Hace cuatro años, el periódico Independent, supuestamente liberal, ofrecía, con rostro impasible, un artículo de viajes ecoporno que sugería “25 lugares que deberías visitar antes de que desaparezcan de la faz de la Tierra”. Ahora, y tan solo unos pocos años después, estamos jugando al juego inverso: ¿dónde podemos refugiarnos que estemos más a salvo mientras el mundo desaparece? Se trata de una disonancia cognitiva en toda regla.

Incluso cuando se aborda el cambio climático en los llamados medios corporativos “liberales”, el lenguaje que se utiliza corrompe nuestra capacidad de pensar. Se nos dice que debemos ponernos en “pie de guerra” para afrontar la crisis. Se hacen comparaciones positivas con la respuesta de emergencia a la pandemia, como si la producción agotadora y contaminante de interminables mascarillas desechables y tubos de plástico para pruebas de flujo lateral y una nueva obsesión por la higiene ofrecieran algún tipo de modelo para una revolución verde. E incluso el New Deal verde se promueve en los términos del New Deal de Roosevelt para impulsar el consumo en la década de 1930.

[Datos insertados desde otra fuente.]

//! # Transport Collaborator Traits
//!
//! The runtime rides on an external connection-oriented transport. These
//! traits are the full surface it requires: two send classes per connection,
//! frame listeners, and connection-establishment listeners at the endpoint
//! level. The transport owns its own threads and codec; listeners receive
//! decoded frames.
//!
//! ## Invariants
//!
//! - Frames sent on the reliable class arrive in order per connection.
//! - A listener's `frame_received` must not run target code inline; the
//!   runtime hands invocations to its worker pool immediately.

use std::fmt;
use std::sync::Arc;

use async_trait::async_trait;

use farwire::Frame;

/// Stable identity of one connection for the life of the process.
#[derive(Copy, Clone, Debug, Hash, PartialEq, Eq)]
pub struct ConnectionId(pub u64);

impl fmt::Display for ConnectionId {
    fn fmt(&self, f: &mut fmt::Formatter<'_>) -> fmt::Result {
        write!(f, "conn-{}", self.0)
    }
}

/// Errors that occur at the network/transport layer.
#[derive(Debug, Clone)]
pub enum Error {
    /// The peer is unreachable or the connection was dropped.
    ConnectionLost(String),
    /// Generic I/O error or internal transport failure.
    Io(String),
}

impl fmt::Display for Error {
    fn fmt(&self, f: &mut fmt::Formatter<'_>) -> fmt::Result {
        match self {
            Self::ConnectionLost(msg) => write!(f, "connection lost: {}", msg),
            Self::Io(msg) => write!(f, "i/o error: {}", msg),
        }
    }
}

impl std::error::Error for Error {}

pub type Result<T> = std::result::Result<T, Error>;

/// One established peer-to-peer connection.
///
/// Object-safe (`Arc<dyn Connection>`); proxies capture the connection they
/// were created on and route every operation through it.
#[async_trait]
pub trait Connection: Send + Sync + 'static {
    fn id(&self) -> ConnectionId;

    /// Queues a frame on the ordered reliable class.
    async fn send_reliable(&self, frame: &Frame) -> Result<()>;

    /// Queues a frame on the unordered datagram class.
    async fn send_unreliable(&self, frame: &Frame) -> Result<()>;

    /// Attaches a frame listener. Attaching the same listener twice is the
    /// transport's problem to dedupe or tolerate; the runtime attaches at
    /// most once per connection.
    fn add_listener(&self, listener: Arc<dyn ConnectionListener>);
}

/// Receives decoded frames and lifecycle events for one connection.
#[async_trait]
pub trait ConnectionListener: Send + Sync + 'static {
    async fn frame_received(&self, connection: &Arc<dyn Connection>, frame: Frame);

    async fn disconnected(&self, connection: &Arc<dyn Connection>) {
        let _ = connection;
    }
}

/// The accepting side of the transport.
pub trait Endpoint: Send + Sync + 'static {
    /// Attaches a listener for connection-establishment events.
    fn add_listener(&self, listener: Arc<dyn EndpointListener>);
}

/// Receives newly established connections.
#[async_trait]
pub trait EndpointListener: Send + Sync + 'static {
    async fn connected(&self, connection: Arc<dyn Connection>);
}
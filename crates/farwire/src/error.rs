//! # Error Definitions
//!
//! Failures at the wire layer: codec round-trips and malformed frames.

/// Operational failures within the wire protocol itself.
#[derive(Debug, Clone)]
pub enum WireError {
    /// A frame could not be serialized.
    Encode(String),
    /// Incoming bytes did not decode into a frame.
    Decode(String),
    /// The internal structure of a frame was malformed.
    ProtocolViolation(String),
}

impl std::fmt::Display for WireError {
    fn fmt(&self, f: &mut std::fmt::Formatter<'_>) -> std::fmt::Result {
        match self {
            Self::Encode(msg) => write!(f, "encode failure: {}", msg),
            Self::Decode(msg) => write!(f, "decode failure: {}", msg),
            Self::ProtocolViolation(msg) => write!(f, "protocol violation: {}", msg),
        }
    }
}

impl std::error::Error for WireError {}

/// A specialized Result type for wire operations.
pub type Result<T> = std::result::Result<T, WireError>;
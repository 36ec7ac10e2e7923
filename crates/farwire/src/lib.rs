//! # Farwire
//!
//! The wire protocol of the farspace remote-invocation runtime.
//!
//! ## Architecture
//!
//! Every remote call produces exactly one [`InvocationEvent`] outbound and,
//! unless the method is fire-and-forget, one [`ExecutionEvent`] inbound. Both
//! frames carry only wire-safe [`WireValue`]s: a remotable object reference is
//! always an integer object id (with `-1` for null), never the object itself.
//! The runtime substitutes ids for objects before a frame is built, so a live
//! reference cannot appear here by construction.

mod error;
mod value;
mod frame;
mod policy;
mod codec;
mod pool;

#[cfg(test)]
mod tests;

pub use error::WireError;
pub use error::Result;
pub use value::WireValue;
pub use value::NULL_OBJECT;
pub use frame::TransactionId;
pub use frame::ObjectId;
pub use frame::MethodId;
pub use frame::InvocationEvent;
pub use frame::ExecutionEvent;
pub use frame::Frame;
pub use policy::CallPolicy;
pub use codec::FrameCodec;
pub use codec::JsonCodec;
pub use pool::EventPool;
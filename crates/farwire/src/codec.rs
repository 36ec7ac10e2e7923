//! # Frame Codec
//!
//! The surface the serialization collaborator plugs into. The runtime core
//! never touches bytes; transports encode outbound frames and hand decoded
//! frames to their listeners. Any codec must preserve every frame field
//! exactly across a round-trip.

use crate::error::Result;
use crate::error::WireError;
use crate::frame::Frame;

/// Converts frames to and from bytes.
///
/// Object-safe so transports can hold `Arc<dyn FrameCodec>`.
pub trait FrameCodec: Send + Sync + 'static {
    fn encode(&self, frame: &Frame) -> Result<Vec<u8>>;
    fn decode(&self, bytes: &[u8]) -> Result<Frame>;
}

/// The reference codec: self-describing JSON.
///
/// Field names travel on the wire, so both frame shapes survive round-trip
/// without any out-of-band schema registration.
#[derive(Debug, Default, Clone, Copy)]
pub struct JsonCodec;

impl FrameCodec for JsonCodec {
    fn encode(&self, frame: &Frame) -> Result<Vec<u8>> {
        serde_json::to_vec(frame).map_err(|e| WireError::Encode(e.to_string()))
    }

    fn decode(&self, bytes: &[u8]) -> Result<Frame> {
        serde_json::from_slice(bytes).map_err(|e| WireError::Decode(e.to_string()))
    }
}
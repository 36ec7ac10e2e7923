//! # Wire Values
//!
//! The dynamic value model carried inside event frames.
//!
//! ## Invariants
//! - `Object` always carries an integer object id, never a live reference.
//!   The runtime promotes remotable arguments to ids before a frame is built.
//! - [`NULL_OBJECT`] (`-1`) is the null sentinel for remotable slots. It is
//!   also what a failure reply carries for a remotable return, so a caller
//!   cannot distinguish a timeout from a legitimately null result.

use serde::Deserialize;
use serde::Serialize;

/// The wire sentinel for a null remotable reference.
pub const NULL_OBJECT: i64 = -1;

/// A single wire-safe value inside a frame's `params` or `result` slot.
#[derive(Debug, Clone, PartialEq, Serialize, Deserialize)]
pub enum WireValue {
    Unit,
    Bool(bool),
    I32(i32),
    I64(i64),
    F64(f64),
    Str(String),
    Bytes(Vec<u8>),
    /// A hosted object id, or [`NULL_OBJECT`] for null.
    Object(i64),
}

impl WireValue {
    /// True iff this is an object slot holding the null sentinel.
    pub fn is_null_object(&self) -> bool {
        matches!(self, WireValue::Object(id) if *id == NULL_OBJECT)
    }
}
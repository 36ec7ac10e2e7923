//! # Call Policy
//!
//! Per-method flags that steer how the runtime carries a call: which
//! transport class to use, whether a response exists at all, whether the
//! caller waits for it, and how long.

/// The call policy attached to one method descriptor.
///
/// Policies are plain data and const-constructible so descriptor tables can
/// live in statics. Builder-style `const fn`s toggle individual flags:
///
/// ```
/// use farwire::CallPolicy;
///
/// const LOGGING: CallPolicy = CallPolicy::DEFAULT.no_return().unreliable();
/// assert!(LOGGING.no_return && LOGGING.use_unreliable_transport);
/// ```
#[derive(Copy, Clone, Debug, PartialEq, Eq)]
pub struct CallPolicy {
    /// Send on the unordered datagram class instead of the reliable one.
    pub use_unreliable_transport: bool,
    /// Fire-and-forget: no execution frame is ever produced.
    pub no_return: bool,
    /// Return a zero immediately; the result is fetched later by transaction id.
    pub non_blocking: bool,
    /// Elide the call entirely and return a zero. No frame is sent.
    pub closed: bool,
    /// Milliseconds a waiter blocks for the execution frame. `<= 0` is unbounded.
    pub response_timeout_ms: i64,
    /// Serve stringification from the local delegate instead of going remote.
    pub delegate_identity: bool,
    /// Serve hashing from the local delegate instead of going remote.
    pub delegate_hash: bool,
}

impl CallPolicy {
    pub const DEFAULT: CallPolicy = CallPolicy {
        use_unreliable_transport: false,
        no_return: false,
        non_blocking: false,
        closed: false,
        response_timeout_ms: 0,
        delegate_identity: false,
        delegate_hash: false,
    };

    pub const fn unreliable(mut self) -> Self {
        self.use_unreliable_transport = true;
        self
    }

    pub const fn no_return(mut self) -> Self {
        self.no_return = true;
        self
    }

    pub const fn non_blocking(mut self) -> Self {
        self.non_blocking = true;
        self
    }

    pub const fn closed(mut self) -> Self {
        self.closed = true;
        self
    }

    pub const fn response_timeout(mut self, millis: i64) -> Self {
        self.response_timeout_ms = millis;
        self
    }

    pub const fn delegate_identity(mut self) -> Self {
        self.delegate_identity = true;
        self
    }

    pub const fn delegate_hash(mut self) -> Self {
        self.delegate_hash = true;
        self
    }

    /// True when the waiter blocks without a deadline.
    pub fn unbounded(&self) -> bool {
        self.response_timeout_ms <= 0
    }
}

impl Default for CallPolicy {
    fn default() -> Self {
        Self::DEFAULT
    }
}
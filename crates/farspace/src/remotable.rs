//! # Remotable Objects and In-Process Values
//!
//! A remotable object is an `Arc<dyn Remotable>`: it names its descriptor
//! table and executes operations by name. Local implementations run the
//! operation in place; proxy handles forward it across the wire. The two are
//! interchangeable everywhere the runtime touches an object, which is what
//! makes a received proxy hostable and re-sendable like any local object.

use std::fmt;
use std::sync::Arc;

use async_trait::async_trait;

use farwire::CallPolicy;
use farwire::WireValue;

use crate::registry::RemotableSpec;

/// A live remotable object, local or proxied.
pub type Obj = Arc<dyn Remotable>;

/// Failures raised by a target operation or its dispatcher.
#[derive(Debug, Clone)]
pub enum DispatchError {
    /// The dispatcher does not know the operation.
    UnknownMethod(String),
    /// The arguments did not match what the operation expects.
    BadArguments(String),
    /// The operation itself failed.
    Failed(String),
}

impl fmt::Display for DispatchError {
    fn fmt(&self, f: &mut fmt::Formatter<'_>) -> fmt::Result {
        match self {
            Self::UnknownMethod(name) => write!(f, "unknown method '{}'", name),
            Self::BadArguments(msg) => write!(f, "bad arguments: {}", msg),
            Self::Failed(msg) => write!(f, "dispatch failed: {}", msg),
        }
    }
}

impl std::error::Error for DispatchError {}

pub type DispatchResult = std::result::Result<Value, DispatchError>;

/// A type whose operations can be invoked across the transport.
///
/// Implementations pair a static [`RemotableSpec`] with a dispatcher that
/// executes operations by name. Dispatchers are written (or generated) per
/// target type; there is no reflection.
#[async_trait]
pub trait Remotable: Send + Sync + 'static {
    /// The descriptor table this object implements.
    fn spec(&self) -> &'static RemotableSpec;

    /// Executes one operation on this object.
    async fn dispatch(&self, method: &str, args: Vec<Value>) -> DispatchResult;

    /// A delegate may override the descriptor's call policy per call.
    /// The default keeps the descriptor policy.
    fn call_policy(&self, default: CallPolicy) -> CallPolicy {
        default
    }
}

/// An in-process argument or result value.
///
/// Unlike [`WireValue`], this side of the model may hold a live object. The
/// outbound invoker promotes `Object` slots to hosted ids before a frame is
/// built; the inbound dispatcher rebuilds them into proxies.
#[derive(Clone)]
pub enum Value {
    Unit,
    Bool(bool),
    I32(i32),
    I64(i64),
    F64(f64),
    Str(String),
    Bytes(Vec<u8>),
    /// A remotable reference; `None` is null.
    Object(Option<Obj>),
}

impl Value {
    pub fn object(obj: Obj) -> Value {
        Value::Object(Some(obj))
    }

    pub fn null_object() -> Value {
        Value::Object(None)
    }

    pub fn as_bool(&self) -> Option<bool> {
        match self {
            Value::Bool(v) => Some(*v),
            _ => None,
        }
    }

    pub fn as_i32(&self) -> Option<i32> {
        match self {
            Value::I32(v) => Some(*v),
            _ => None,
        }
    }

    pub fn as_i64(&self) -> Option<i64> {
        match self {
            Value::I64(v) => Some(*v),
            _ => None,
        }
    }

    pub fn as_f64(&self) -> Option<f64> {
        match self {
            Value::F64(v) => Some(*v),
            _ => None,
        }
    }

    pub fn as_str(&self) -> Option<&str> {
        match self {
            Value::Str(v) => Some(v),
            _ => None,
        }
    }

    pub fn as_object(&self) -> Option<&Obj> {
        match self {
            Value::Object(Some(obj)) => Some(obj),
            _ => None,
        }
    }

    pub fn is_null_object(&self) -> bool {
        matches!(self, Value::Object(None))
    }

    /// Converts plain data to its wire form. `None` for object slots, which
    /// must go through promotion instead.
    pub fn to_wire(&self) -> Option<WireValue> {
        match self {
            Value::Unit => Some(WireValue::Unit),
            Value::Bool(v) => Some(WireValue::Bool(*v)),
            Value::I32(v) => Some(WireValue::I32(*v)),
            Value::I64(v) => Some(WireValue::I64(*v)),
            Value::F64(v) => Some(WireValue::F64(*v)),
            Value::Str(v) => Some(WireValue::Str(v.clone())),
            Value::Bytes(v) => Some(WireValue::Bytes(v.clone())),
            Value::Object(_) => None,
        }
    }

    /// Converts plain wire data back. `None` for object slots, which must go
    /// through the proxy cache instead.
    pub fn from_plain_wire(wire: WireValue) -> Option<Value> {
        match wire {
            WireValue::Unit => Some(Value::Unit),
            WireValue::Bool(v) => Some(Value::Bool(v)),
            WireValue::I32(v) => Some(Value::I32(v)),
            WireValue::I64(v) => Some(Value::I64(v)),
            WireValue::F64(v) => Some(Value::F64(v)),
            WireValue::Str(v) => Some(Value::Str(v)),
            WireValue::Bytes(v) => Some(Value::Bytes(v)),
            WireValue::Object(_) => None,
        }
    }
}

impl fmt::Debug for Value {
    fn fmt(&self, f: &mut fmt::Formatter<'_>) -> fmt::Result {
        match self {
            Value::Unit => write!(f, "Unit"),
            Value::Bool(v) => write!(f, "Bool({})", v),
            Value::I32(v) => write!(f, "I32({})", v),
            Value::I64(v) => write!(f, "I64({})", v),
            Value::F64(v) => write!(f, "F64({})", v),
            Value::Str(v) => write!(f, "Str({:?})", v),
            Value::Bytes(v) => write!(f, "Bytes({} bytes)", v.len()),
            Value::Object(None) => write!(f, "Object(null)"),
            Value::Object(Some(obj)) => write!(f, "Object({})", obj.spec().name),
        }
    }
}

impl PartialEq for Value {
    fn eq(&self, other: &Self) -> bool {
        match (self, other) {
            (Value::Unit, Value::Unit) => true,
            (Value::Bool(a), Value::Bool(b)) => a == b,
            (Value::I32(a), Value::I32(b)) => a == b,
            (Value::I64(a), Value::I64(b)) => a == b,
            (Value::F64(a), Value::F64(b)) => a == b,
            (Value::Str(a), Value::Str(b)) => a == b,
            (Value::Bytes(a), Value::Bytes(b)) => a == b,
            (Value::Object(None), Value::Object(None)) => true,
            // Objects compare by identity, matching the proxy-cache guarantee.
            (Value::Object(Some(a)), Value::Object(Some(b))) => {
                Arc::as_ptr(a) as *const () == Arc::as_ptr(b) as *const ()
            }
            _ => false,
        }
    }
}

La realidad es que solo podemos salvar a nuestra especie -suponiendo que a estas alturas pueda salvarse- transformando radicalmente nuestras sociedades: acabando con la desigualdad, criminalizando la codicia, despojando a los multimillonarios, nacionalizando las empresas, haciendo que las economías y los sistemas políticos estén mucho más localizados, introduciendo una verdadera responsabilidad democrática, aboliendo los medios de comunicación corporativos, financiando el pensamiento crítico en nuestro sistema educativo, y tantas otras cosas.

Estas son las condiciones mínimas y urgentes para que nuestra especie se adapte a un futuro en el que no experimentemos un calentamiento global desbocado. Y, sin embargo, no aparecen en parte alguna de nuestros discursos políticos o mediáticos. Y eso hay que agradecérselo a los multimillonarios y a sus fantasías de búnkeres y colonias espaciales.